We did a video last year on the Audi Sport Quattro, which surprised me by being a fantastic road car, but the most extreme version of the famous Quattro wasn’t the most successful of all the Group B rally cars. As bespoke as it was, with its hacked-up wheelbase and all the motorsport trimmings, the Sport Quattro was launched at a time when other manufacturers were throwing money like it was confetti at their Group B programmes. So the Sport Quattro found itself up against rivals like the Peugeot 205 T16 – essentially a custom-made, mid-engined rally car that happened to look like the series-production model with the same name.

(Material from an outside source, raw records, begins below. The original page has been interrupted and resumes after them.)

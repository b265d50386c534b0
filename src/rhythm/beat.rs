//! Beats and the fixed-capacity arena they live in.

use crate::shared::*;

/// One marker on the track. `position` is the signed distance to the hit
/// zone: positive while approaching, negative once it has scrolled past.
#[derive(Debug, Clone, PartialEq)]
pub struct Beat {
    pub spec: BeatSpec,
    pub position: f32,
    pub velocity: f32,
    pub available: bool,
    pub hit: bool,
}

impl Beat {
    pub fn beat_type(&self) -> BeatType {
        self.spec.beat_type
    }

    pub fn action(&self) -> Option<ActionType> {
        self.spec.action
    }

    pub fn distance(&self) -> f32 {
        self.position.abs()
    }

    /// Small beats never become available; Big beats only for a legal action.
    pub fn refresh_available(&mut self, legal: &[ActionType]) {
        self.available = match (self.spec.beat_type, self.spec.action) {
            (BeatType::Big, Some(action)) => legal.contains(&action),
            _ => false,
        };
    }
}

/// Handle into a `BeatPool`. Stale once its slot is released and reused.
#[derive(Debug, Clone, Copy, PartialEq, Eq, Hash)]
pub struct BeatId {
    slot: usize,
    generation: u32,
}

impl BeatId {
    pub fn slot(&self) -> usize {
        self.slot
    }
}

#[derive(Debug, Clone)]
struct Slot {
    generation: u32,
    beat: Option<Beat>,
}

/// Arena of `capacity` beat slots recycled through a free list. Acquiring
/// writes every field of the beat from scratch.
#[derive(Debug, Clone)]
pub struct BeatPool {
    slots: Vec<Slot>,
    /// Stack of free slot indices. Each release pushes highest first, so
    /// the lowest slot it freed is reused first.
    free: Vec<usize>,
}

impl BeatPool {
    pub fn with_capacity(capacity: usize) -> Self {
        Self {
            slots: vec![Slot { generation: 0, beat: None }; capacity],
            free: (0..capacity).rev().collect(),
        }
    }

    pub fn capacity(&self) -> usize {
        self.slots.len()
    }

    pub fn live_count(&self) -> usize {
        self.slots.len() - self.free.len()
    }

    /// `None` when every slot is taken.
    pub fn acquire(&mut self, beat: Beat) -> Option<BeatId> {
        let slot = self.free.pop()?;
        let entry = &mut self.slots[slot];
        entry.generation = entry.generation.wrapping_add(1);
        entry.beat = Some(beat);
        Some(BeatId { slot, generation: entry.generation })
    }

    pub fn get(&self, id: BeatId) -> Option<&Beat> {
        self.slots
            .get(id.slot)
            .filter(|e| e.generation == id.generation)
            .and_then(|e| e.beat.as_ref())
    }

    pub fn get_mut(&mut self, id: BeatId) -> Option<&mut Beat> {
        self.slots
            .get_mut(id.slot)
            .filter(|e| e.generation == id.generation)
            .and_then(|e| e.beat.as_mut())
    }

    pub fn iter(&self) -> impl Iterator<Item = (BeatId, &Beat)> {
        self.slots.iter().enumerate().filter_map(|(slot, e)| {
            e.beat
                .as_ref()
                .map(|b| (BeatId { slot, generation: e.generation }, b))
        })
    }

    pub fn iter_mut(&mut self) -> impl Iterator<Item = &mut Beat> {
        self.slots.iter_mut().filter_map(|e| e.beat.as_mut())
    }

    /// Releases every beat matching `pred`; returns how many went back.
    pub fn release_where(&mut self, mut pred: impl FnMut(&Beat) -> bool) -> usize {
        let mut released = 0;
        // Highest slot first, so the lowest freed index ends up on top.
        for (slot, entry) in self.slots.iter_mut().enumerate().rev() {
            if entry.beat.as_ref().is_some_and(&mut pred) {
                entry.beat = None;
                self.free.push(slot);
                released += 1;
            }
        }
        released
    }

    pub fn clear(&mut self) {
        self.release_where(|_| true);
    }
}

#[cfg(test)]
mod tests {
    use super::*;

    fn beat(position: f32) -> Beat {
        Beat {
            spec: BeatSpec::big(ActionType::Plow),
            position,
            velocity: 1.0,
            available: false,
            hit: false,
        }
    }

    #[test]
    fn acquire_until_full() {
        let mut pool = BeatPool::with_capacity(2);
        let a = pool.acquire(beat(1.0)).unwrap();
        let b = pool.acquire(beat(2.0)).unwrap();
        assert_eq!((a.slot(), b.slot()), (0, 1));
        assert!(pool.acquire(beat(3.0)).is_none());
        assert_eq!(pool.live_count(), 2);
    }

    #[test]
    fn reused_slot_starts_fresh_and_old_handle_goes_stale() {
        let mut pool = BeatPool::with_capacity(1);
        let old = pool.acquire(beat(1.0)).unwrap();
        pool.get_mut(old).unwrap().hit = true;
        assert_eq!(pool.release_where(|_| true), 1);
        assert_eq!(pool.release_where(|_| true), 0, "empty slots are not released twice");

        let new = pool.acquire(beat(5.0)).unwrap();
        assert_eq!(new.slot(), old.slot());
        assert!(pool.get(old).is_none());
        let fresh = pool.get(new).unwrap();
        assert!(!fresh.hit);
        assert_eq!(fresh.position, 5.0);
    }

    #[test]
    fn release_where_returns_slots_to_free_list() {
        let mut pool = BeatPool::with_capacity(3);
        for p in [-10.0, 5.0, -20.0] {
            pool.acquire(beat(p));
        }
        assert_eq!(pool.release_where(|b| b.position < 0.0), 2);
        assert_eq!(pool.live_count(), 1);
        assert!(pool.acquire(beat(0.0)).is_some());
        assert!(pool.acquire(beat(0.0)).is_some());
        assert!(pool.acquire(beat(0.0)).is_none());
    }

    #[test]
    fn freed_slots_are_reused_lowest_first() {
        let mut pool = BeatPool::with_capacity(4);
        for p in [1.0, 2.0, 3.0, 4.0] {
            pool.acquire(beat(p));
        }
        assert_eq!(pool.release_where(|b| b.position != 2.0), 3);
        let slots: Vec<usize> = (0..3)
            .map(|_| pool.acquire(beat(0.0)).unwrap().slot())
            .collect();
        assert_eq!(slots, vec![0, 2, 3]);
    }

    #[test]
    fn small_beats_never_available() {
        let mut small = Beat { spec: BeatSpec::small(), ..beat(0.0) };
        small.refresh_available(&ActionType::ALL);
        assert!(!small.available);

        let mut big = beat(0.0);
        big.refresh_available(&[ActionType::Water]);
        assert!(!big.available);
        big.refresh_available(&[ActionType::Water, ActionType::Plow]);
        assert!(big.available);
    }
}
//! Island bookkeeping: which islands exist, how damaged they are, and
//! whether they are still standing.

use std::collections::BTreeMap;

use bevy::prelude::*;
use crate::farming::PlotGrid;
use crate::shared::*;

#[derive(Debug, Clone, Copy, PartialEq, Eq)]
pub struct Island {
    pub coord: Coord,
    /// 0..=MAX_ISLAND_DAMAGE
    pub damage: u8,
    /// false once destroyed; never flips back.
    pub visible: bool,
}

impl Island {
    fn new(coord: Coord) -> Self {
        Self { coord, damage: 0, visible: true }
    }

    pub fn is_destroyed(&self) -> bool {
        !self.visible
    }
}

#[derive(Debug, Clone, Copy, PartialEq, Eq)]
pub enum DamageOutcome {
    /// New damage level, still below the cap.
    Damaged(u8),
    /// This call reached the cap: plots deprecated, island hidden.
    Destroyed,
    /// Unknown island, or already destroyed.
    Ignored,
}

#[derive(Resource, Debug, Clone, Default)]
pub struct IslandMap {
    islands: BTreeMap<Coord, Island>,
}

impl IslandMap {
    /// Registers `coord` and materializes its plots. No-op (false) if the
    /// island is already known.
    pub fn create(&mut self, coord: Coord, grid: &mut PlotGrid) -> bool {
        if self.islands.contains_key(&coord) {
            return false;
        }
        grid.create_island_plots(coord);
        self.islands.insert(coord, Island::new(coord));
        true
    }

    /// Same as `create`, for islands opened up mid-round.
    pub fn unlock(&mut self, coord: Coord, grid: &mut PlotGrid) -> bool {
        let created = self.create(coord, grid);
        if created {
            info!("[Island] Unlocked island {}", coord);
        }
        created
    }

    pub fn register_damage(&mut self, coord: Coord, grid: &mut PlotGrid) -> DamageOutcome {
        let Some(island) = self.islands.get_mut(&coord) else {
            return DamageOutcome::Ignored;
        };
        if island.is_destroyed() {
            return DamageOutcome::Ignored;
        }
        island.damage = (island.damage + 1).min(MAX_ISLAND_DAMAGE);
        if island.damage < MAX_ISLAND_DAMAGE {
            return DamageOutcome::Damaged(island.damage);
        }
        island.visible = false;
        let flagged = grid.deprecate_island_plots(coord);
        info!("[Island] Island {} destroyed ({} plots lost)", coord, flagged);
        DamageOutcome::Destroyed
    }

    /// True iff at least one island is known and every known island is hidden.
    pub fn check_all_destroyed(&self) -> bool {
        !self.is_empty() && self.islands.values().all(Island::is_destroyed)
    }

    pub fn get(&self, coord: Coord) -> Option<&Island> {
        self.islands.get(&coord)
    }

    pub fn contains(&self, coord: Coord) -> bool {
        self.islands.contains_key(&coord)
    }

    pub fn iter(&self) -> impl Iterator<Item = &Island> {
        self.islands.values()
    }

    pub fn len(&self) -> usize {
        self.islands.len()
    }

    pub fn is_empty(&self) -> bool {
        self.islands.is_empty()
    }

    pub fn clear(&mut self) {
        self.islands.clear();
    }
}

#[cfg(test)]
mod tests {
    use super::*;

    fn world() -> (IslandMap, PlotGrid) {
        let mut map = IslandMap::default();
        let mut grid = PlotGrid::default();
        map.create(Coord::ZERO, &mut grid);
        (map, grid)
    }

    #[test]
    fn damage_counts_up_then_destroys() {
        let (mut map, mut grid) = world();
        assert_eq!(map.register_damage(Coord::ZERO, &mut grid), DamageOutcome::Damaged(1));
        assert_eq!(map.register_damage(Coord::ZERO, &mut grid), DamageOutcome::Damaged(2));
        assert_eq!(map.register_damage(Coord::ZERO, &mut grid), DamageOutcome::Damaged(3));
        assert!(grid.island_plots(Coord::ZERO).all(|p| !p.is_deprecated()));

        assert_eq!(map.register_damage(Coord::ZERO, &mut grid), DamageOutcome::Destroyed);
        let island = map.get(Coord::ZERO).unwrap();
        assert_eq!(island.damage, MAX_ISLAND_DAMAGE);
        assert!(!island.visible);
        assert!(grid.island_plots(Coord::ZERO).all(|p| p.is_deprecated()));
    }

    #[test]
    fn damage_is_capped_after_destruction() {
        let (mut map, mut grid) = world();
        for _ in 0..MAX_ISLAND_DAMAGE {
            map.register_damage(Coord::ZERO, &mut grid);
        }
        for _ in 0..3 {
            assert_eq!(map.register_damage(Coord::ZERO, &mut grid), DamageOutcome::Ignored);
        }
        let island = map.get(Coord::ZERO).unwrap();
        assert_eq!(island.damage, MAX_ISLAND_DAMAGE);
        assert!(!island.visible);
    }

    #[test]
    fn damage_on_unknown_island_is_ignored() {
        let (mut map, mut grid) = world();
        assert_eq!(map.register_damage(Coord::new(4, 4), &mut grid), DamageOutcome::Ignored);
        assert!(!map.contains(Coord::new(4, 4)));
    }

    #[test]
    fn unlock_is_idempotent() {
        let (mut map, mut grid) = world();
        let east = Coord::new(1, 0);
        assert!(map.unlock(east, &mut grid));
        map.register_damage(east, &mut grid);

        assert!(!map.unlock(east, &mut grid));
        assert_eq!(map.len(), 2);
        assert_eq!(map.get(east).unwrap().damage, 1);
        assert_eq!(grid.island_plots(east).count(), 9);
    }

    #[test]
    fn all_destroyed_needs_every_island_hidden() {
        let (mut map, mut grid) = world();
        let east = Coord::new(1, 0);
        map.unlock(east, &mut grid);

        for _ in 0..MAX_ISLAND_DAMAGE {
            map.register_damage(Coord::ZERO, &mut grid);
        }
        assert!(!map.check_all_destroyed());
        for _ in 0..MAX_ISLAND_DAMAGE {
            map.register_damage(east, &mut grid);
        }
        assert!(map.check_all_destroyed());
    }

    #[test]
    fn empty_map_is_not_destroyed() {
        assert!(!IslandMap::default().check_all_destroyed());
    }
}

The Integrale was different, though. For a start, it was more closely aligned with the showroom version thanks to the changes in homologation rules that swept away the balls-out Group B and replaced it with Group A. Unlike the Sport Quattro, the Integrale wasn’t just a fantastic road car, but a dominator of the rally stages, too. It was launched in 1987 – the first year of Group A – and cleaned up straight out of the blocks in the expert hands of Juha Kankkunen. That year it took the constructors’ and the drivers’ championships, and the Integrale just kept on winning. In total, it claimed 46 WRC wins, six constructors’ championships and four drivers’ titles. Not a bad record, really.

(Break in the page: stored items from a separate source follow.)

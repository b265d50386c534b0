//! Shared components, resources, events, and states for Beatfarm.
//!
//! This is the type contract. Every domain plugin imports from here.
//! No domain imports from any other domain directly, except through the
//! resource types re-exported by `lib.rs`.

use bevy::prelude::*;
use serde::{Deserialize, Serialize};

// ═══════════════════════════════════════════════════════════════════════
// GAME STATE: top-level state machine
// ═══════════════════════════════════════════════════════════════════════

/// BeforeGame → InGame → {Win | Lose}; Win → BeforeGame restarts.
#[derive(Debug, Clone, Copy, PartialEq, Eq, Hash, States, Default)]
pub enum GameState {
    #[default]
    BeforeGame,
    InGame,
    Win,
    Lose,
}

impl GameState {
    /// Whether `self → to` is one of the edges the session allows.
    pub fn can_transition_to(self, to: GameState) -> bool {
        matches!(
            (self, to),
            (GameState::BeforeGame, GameState::InGame)
                | (GameState::InGame, GameState::Win)
                | (GameState::InGame, GameState::Lose)
                | (GameState::Win, GameState::BeforeGame)
        )
    }
}

/// Per-frame ordering of the simulation. Configured once by the session
/// plugin; every domain places its systems in one of these.
#[derive(SystemSet, Debug, Clone, Copy, PartialEq, Eq, Hash)]
pub enum TickSet {
    /// Timers advance: beat scrolling, plant growth, avatar tasks.
    Clock,
    /// Deferred consequences land: committed avatar actions reach their
    /// plot, misses from the previous frame damage their island.
    Resolve,
    /// Player intents become avatar commands and beat hits.
    Commands,
    /// Unlocks, then win/lose.
    Feedback,
}

// ═══════════════════════════════════════════════════════════════════════
// COORDINATES
// ═══════════════════════════════════════════════════════════════════════

/// Integer pair used both for island identity and for a plot's address
/// inside its island.
#[derive(Debug, Clone, Copy, PartialEq, Eq, Hash, PartialOrd, Ord, Default, Serialize, Deserialize)]
pub struct Coord {
    pub x: i32,
    pub y: i32,
}

impl Coord {
    pub const ZERO: Coord = Coord { x: 0, y: 0 };

    pub const fn new(x: i32, y: i32) -> Self {
        Self { x, y }
    }
}

impl std::fmt::Display for Coord {
    fn fmt(&self, f: &mut std::fmt::Formatter<'_>) -> std::fmt::Result {
        write!(f, "{},{}", self.x, self.y)
    }
}

/// Cardinal step. Screen convention: `y` grows downward.
#[derive(Debug, Clone, Copy, PartialEq, Eq, Hash, Serialize, Deserialize)]
pub enum Direction {
    Up,
    Down,
    Left,
    Right,
}

impl Direction {
    pub fn delta(self) -> (i32, i32) {
        match self {
            Direction::Up => (0, -1),
            Direction::Down => (0, 1),
            Direction::Left => (-1, 0),
            Direction::Right => (1, 0),
        }
    }
}

// ═══════════════════════════════════════════════════════════════════════
// FARMING
// ═══════════════════════════════════════════════════════════════════════

#[derive(Debug, Clone, Copy, PartialEq, Eq, Hash, Serialize, Deserialize)]
pub enum ActionType {
    Plow,
    Sow,
    Water,
    Reap,
}

impl ActionType {
    pub const ALL: [ActionType; 4] = [
        ActionType::Plow,
        ActionType::Sow,
        ActionType::Water,
        ActionType::Reap,
    ];

    /// Sound played when the avatar performs this action.
    pub fn sfx_id(self) -> &'static str {
        match self {
            ActionType::Plow => "plow",
            ActionType::Sow => "sow",
            ActionType::Water => "water",
            ActionType::Reap => "yeah",
        }
    }
}

#[derive(Debug, Clone, Copy, PartialEq, Eq, Hash, Default, Serialize, Deserialize)]
pub enum SoilState {
    #[default]
    Virgin,
    Plowed,
    Watered,
    Deprecated,
}

#[derive(Debug, Clone, Copy, PartialEq, Eq, Hash, Default, Serialize, Deserialize)]
pub enum PlantType {
    #[default]
    Carrot,
}

// ═══════════════════════════════════════════════════════════════════════
// RHYTHM
// ═══════════════════════════════════════════════════════════════════════

#[derive(Debug, Clone, Copy, PartialEq, Eq, Hash, Serialize, Deserialize)]
pub enum BeatType {
    /// Filler marker, never hittable.
    Small,
    /// Carries the action the player must perform on it.
    Big,
}

/// One entry of the repeating beat sequence.
#[derive(Debug, Clone, Copy, PartialEq, Eq, Serialize, Deserialize)]
pub struct BeatSpec {
    pub beat_type: BeatType,
    #[serde(default)]
    pub action: Option<ActionType>,
}

impl BeatSpec {
    pub const fn small() -> Self {
        Self { beat_type: BeatType::Small, action: None }
    }

    pub const fn big(action: ActionType) -> Self {
        Self { beat_type: BeatType::Big, action: Some(action) }
    }
}

// ═══════════════════════════════════════════════════════════════════════
// INPUT: the only thing simulation systems read from the player
// ═══════════════════════════════════════════════════════════════════════

/// Rate-limited intents for the current frame. Written by the input
/// domain (or directly by tests), read by the session.
#[derive(Resource, Debug, Clone, Default)]
pub struct PlayerInput {
    pub left: bool,
    pub right: bool,
    pub up: bool,
    pub down: bool,
    pub confirm: bool,
}

impl PlayerInput {
    /// At most one step per frame; horizontal wins over vertical.
    pub fn direction(&self) -> Option<Direction> {
        if self.left {
            Some(Direction::Left)
        } else if self.right {
            Some(Direction::Right)
        } else if self.up {
            Some(Direction::Up)
        } else if self.down {
            Some(Direction::Down)
        } else {
            None
        }
    }
}

// ═══════════════════════════════════════════════════════════════════════
// EVENTS: cross-domain communication
// ═══════════════════════════════════════════════════════════════════════

/// The avatar's action animation reached its commit point; the plot at
/// the address may now transition.
#[derive(Event, Debug, Clone)]
pub struct ActionCommittedEvent {
    pub action: ActionType,
    pub island: Coord,
    pub local: Coord,
}

/// The avatar finished a step and now stands on this plot.
#[derive(Event, Debug, Clone)]
pub struct AvatarArrivedEvent {
    pub island: Coord,
    pub local: Coord,
}

#[derive(Event, Debug, Clone)]
pub struct BeatHitEvent {
    pub action: ActionType,
    pub distance: f32,
}

/// Confirm pressed with no hittable beat while standing on `island`.
#[derive(Event, Debug, Clone)]
pub struct BeatMissedEvent {
    pub island: Coord,
}

#[derive(Event, Debug, Clone)]
pub struct IslandDamagedEvent {
    pub island: Coord,
    pub damage: u8,
}

#[derive(Event, Debug, Clone)]
pub struct IslandDestroyedEvent {
    pub island: Coord,
}

#[derive(Event, Debug, Clone)]
pub struct IslandUnlockedEvent {
    pub island: Coord,
}

#[derive(Event, Debug, Clone)]
pub struct ScoreChangedEvent {
    pub score: u32,
}

#[derive(Event, Debug, Clone)]
pub struct PlaySfxEvent {
    pub sfx_id: String,
}

#[derive(Event, Debug, Clone)]
pub struct PlayMusicEvent {
    /// `None` stops the current track.
    pub track_id: Option<String>,
}

// ═══════════════════════════════════════════════════════════════════════
// CONSTANTS
// ═══════════════════════════════════════════════════════════════════════

pub const TILE_SIZE: f32 = 32.0;
/// One plot is 2×2 tiles on screen.
pub const PLOT_SIZE: f32 = TILE_SIZE * 2.0;
/// Island footprint including the shoreline border.
pub const ISLAND_SPAN: f32 = TILE_SIZE * 8.0;
pub const SCREEN_WIDTH: f32 = 1200.0;
pub const SCREEN_HEIGHT: f32 = 750.0;

/// Damage level at which an island is destroyed.
pub const MAX_ISLAND_DAMAGE: u8 = 4;

/// World-space centre of an island. Island `y` grows downward on screen
/// while Bevy's world `y` grows upward.
pub fn island_origin(island: Coord) -> Vec2 {
    Vec2::new(island.x as f32 * ISLAND_SPAN, -(island.y as f32) * ISLAND_SPAN)
}

/// World-space centre of one plot of a `side`×`side` island.
pub fn plot_to_world(island: Coord, local: Coord, side: i32) -> Vec2 {
    let half = (side - 1) as f32 * 0.5;
    island_origin(island)
        + Vec2::new(
            (local.x as f32 - half) * PLOT_SIZE,
            -(local.y as f32 - half) * PLOT_SIZE,
        )
}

Of course, with its motorsport pedigree climbing ever higher, it became a pinup road car towards the end of the ‘80s and into the early ‘90s. Yet it deserved its legendary status not just because of its competition success, but because it really was a fantastically accomplished B-road monster. Even today, it’s a car that needs no excuses. Sure, it’s not as quick as more modern machinery in a straight line, but it still displays all the hallmarks of a properly designed and engineered car. Great steering, a nicely balanced chassis, fantastically absorbent suspension and four-wheel-drive traction to blast you from one corner to the next.
The Integrale’s allure doesn’t stop there, though. On top of its brilliance as a road and track car, it’s still a fantastic-looking thing. That’s not necessarily something you can say about the Sport Quattro. As interesting as that was, throughout the days we were filming it I was never captivated by its elegance – my gaze was held by the incongruity of its cut-and-shut stumpiness. The Integrale, on the other hand, is the full package. The neat hatchback styling of the basic Delta was only made more compelling by its exaggerated arches and wider tracks. It has just the right amount of aggression without spoiling the proportions.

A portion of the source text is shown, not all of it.